International career

Early days
Azhar made his One-Day International debut against India in 1996 at Toronto Cricket Club, Toronto, but did not gain major recognition until his Test debut against South Africa the following year at Rawalpindi Cricket Stadium, Rawalpindi when he hit a century and a half-century without being dismissed. He later went on to score two more centuries against the South Africans.

He joined the Pakistani team primarily as a medium pacer but he has surprised many by his batting powers. His hard hitting but orthodox batting skills have also been extremely useful in the one-day game. Unlike most Pakistani pacers who are swing bowlers, he is a useful English-style seam bowler, who can chip in with wickets in time of need.

In 2000, Lt-General Tauqir Zia, then the PCB chairman, said that the board would choose the next captain – not based on seniority alone – and if people find the choice unacceptable they will not be selected. Later – in front of some senior players – he told Azhar Mahmood that he will be the next Pakistan captain. Together they would plan the future strategy. But until now this never came to pass.

Comeback

He was recalled to the national side for the ODI series against South Africa in early 2007, but subsequently dropped when the 2007 Cricket World Cup team was announced. He was however recalled to go with the squad to the West Indies after a knee injury to Abdul Razzaq. It was Mahmood's 3rd World Cup.

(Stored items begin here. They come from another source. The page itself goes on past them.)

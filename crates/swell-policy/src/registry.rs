//! PolicyRegistry — concurrency-safe store of job scaling policies.
//!
//! One reader/writer lock guards a plain ordered map of job id → group
//! policies. Every operation here is a read-modify-write that must not
//! interleave with a concurrent reader's snapshot or another writer's
//! structural change, so the lock wraps each operation whole. The
//! evaluator additionally acquires the lock directly (exclusive for the
//! recommendation step, which mutates policy observations; shared for the
//! per-group gating phase) through `lock_exclusive`/`lock_shared`.
//!
//! Invariant: a job key is never present with an empty policy list — the
//! last group removed from a job removes the job entry too.

use std::collections::{BTreeMap, HashMap};

use tokio::sync::{RwLock, RwLockReadGuard, RwLockWriteGuard};
use tracing::debug;

use crate::policy::{GroupScalingPolicy, PolicyError};

/// Job id → group policies, in first-seen group order.
pub type PolicyMap = BTreeMap<String, Vec<GroupScalingPolicy>>;

/// Concurrency-safe registry of job scaling policies.
#[derive(Default)]
pub struct PolicyRegistry {
    inner: RwLock<PolicyMap>,
}

impl PolicyRegistry {
    /// Create an empty registry.
    pub fn new() -> Self {
        Self::default()
    }

    /// Insert or update the policy for `(job, group)` from watcher metadata.
    ///
    /// An existing group's configuration is overwritten in place (identity
    /// and current observation preserved); a new group is appended to the
    /// job's list, creating the job entry if needed.
    pub async fn upsert_group_policy(
        &self,
        job: &str,
        group: &str,
        meta: &HashMap<String, String>,
    ) -> Result<(), PolicyError> {
        let incoming = GroupScalingPolicy::from_meta(group, meta)?;
        let mut map = self.inner.write().await;
        let groups = map.entry(job.to_string()).or_default();
        match groups.iter_mut().find(|p| p.group_name == group) {
            Some(existing) => {
                existing.update_from(&incoming);
                debug!(%job, %group, "group scaling policy updated");
            }
            None => {
                groups.push(incoming);
                debug!(%job, %group, "group scaling policy added");
            }
        }
        Ok(())
    }

    /// Remove the policy for `(job, group)`, deleting the job entry when its
    /// last group goes. No-op if job or group is untracked.
    pub async fn remove_group_policy(&self, job: &str, group: &str) {
        let mut map = self.inner.write().await;
        if let Some(groups) = map.get_mut(job) {
            groups.retain(|p| p.group_name != group);
            if groups.is_empty() {
                map.remove(job);
            }
            debug!(%job, %group, "group scaling policy removed");
        }
    }

    /// Remove a job and all its group policies. No-op if untracked.
    pub async fn remove_job_policy(&self, job: &str) {
        let mut map = self.inner.write().await;
        if map.remove(job).is_some() {
            debug!(%job, "job scaling policies removed");
        }
    }

    /// Drop tracked groups for `job` that are absent from `live` — the set
    /// of group names the orchestrator currently reports for the job. Heals
    /// registry entries that predate a group's removal from the job spec.
    pub async fn reconcile_orphans(&self, job: &str, live: &[String]) {
        let mut map = self.inner.write().await;
        if let Some(groups) = map.get_mut(job) {
            let before = groups.len();
            groups.retain(|p| live.iter().any(|name| *name == p.group_name));
            let dropped = before - groups.len();
            if dropped > 0 {
                debug!(%job, dropped, "orphaned group policies removed");
            }
            if groups.is_empty() {
                map.remove(job);
            }
        }
    }

    /// Snapshot of tracked job ids, in map order.
    pub async fn jobs(&self) -> Vec<String> {
        self.inner.read().await.keys().cloned().collect()
    }

    /// Number of tracked jobs.
    pub async fn len(&self) -> usize {
        self.inner.read().await.len()
    }

    /// Whether no jobs are tracked.
    pub async fn is_empty(&self) -> bool {
        self.inner.read().await.is_empty()
    }

    /// Acquire the registry exclusively. Held across the orchestrator's
    /// recommendation step, which mutates policy observations in place;
    /// downgrade the guard for the read-only per-group phase.
    pub async fn lock_exclusive(&self) -> RwLockWriteGuard<'_, PolicyMap> {
        self.inner.write().await
    }

    /// Acquire the registry shared, for read-only traversal.
    pub async fn lock_shared(&self) -> RwLockReadGuard<'_, PolicyMap> {
        self.inner.read().await
    }
}
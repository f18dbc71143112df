use axum::http::StatusCode;
use axum::response::{IntoResponse, Response};
use revwiki_core::error::CoreError;
use serde_json::json;

/// Application-level error type for HTTP handlers.
///
/// Wraps [`CoreError`] and implements [`IntoResponse`] to produce
/// consistent JSON error responses.
#[derive(Debug, thiserror::Error)]
pub enum AppError {
    /// A domain-level error from `revwiki_core`.
    #[error(transparent)]
    Core(#[from] CoreError),
}

/// Convenience type alias for handler return values.
pub type AppResult<T> = Result<T, AppError>;

const SANITIZED: &str = "An internal error occurred";

impl IntoResponse for AppError {
    fn into_response(self) -> Response {
        let (status, code, message) = match &self {
            AppError::Core(core) => match core {
                CoreError::NotFound { entity, key } => (
                    StatusCode::NOT_FOUND,
                    "NOT_FOUND",
                    format!("{entity} {key} not found"),
                ),
                CoreError::Validation(msg) => {
                    (StatusCode::BAD_REQUEST, "VALIDATION_ERROR", msg.clone())
                }
                CoreError::Unauthorized(msg) => {
                    (StatusCode::UNAUTHORIZED, "UNAUTHORIZED", msg.clone())
                }
                CoreError::Conflict(msg) => (StatusCode::CONFLICT, "CONFLICT", msg.clone()),
                CoreError::PatchApplication { .. } | CoreError::Reconstruction { .. } => {
                    tracing::error!(error = %core, "Revision data integrity fault");
                    (
                        StatusCode::INTERNAL_SERVER_ERROR,
                        "INTEGRITY_ERROR",
                        SANITIZED.to_string(),
                    )
                }
                CoreError::Storage(msg) => {
                    tracing::error!(error = %msg, "Storage error");
                    (
                        StatusCode::INTERNAL_SERVER_ERROR,
                        "STORAGE_ERROR",
                        SANITIZED.to_string(),
                    )
                }
            },
        };

        let body = json!({
            "error": message,
            "code": code,
        });

        (status, axum::Json(body)).into_response()
    }
}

However, aside from playing in a practice match, Azhar did not get a chance to participate in the World Cup and Pakistan's early exit from the tournament meant that he was once again, in line for being axed from the national squad. Following his exclusion, Azhar returned to playing county cricket in UK. Over the years, due to his constant exclusion from the Pakistani squad and the fact that he has crossed the 30-year-old mark, it seems that Mahmood is not as interested in returning to the Pakistani line up as he once was. His weight gain, mediocre performances in ODIs, combined with the tough competition for the all rounder slot in the Pakistani line up meant that his chances for making a return to the national squad were very limited. He has previously signed with the defunct Indian Cricket League (ICL) and had been released from his central contract.

Coaching career

In November 2016, Mehmood was appointed bowling coach of the Pakistan side. Earlier the same year, he had served 2 short stints in a similar capacity, also for the national team.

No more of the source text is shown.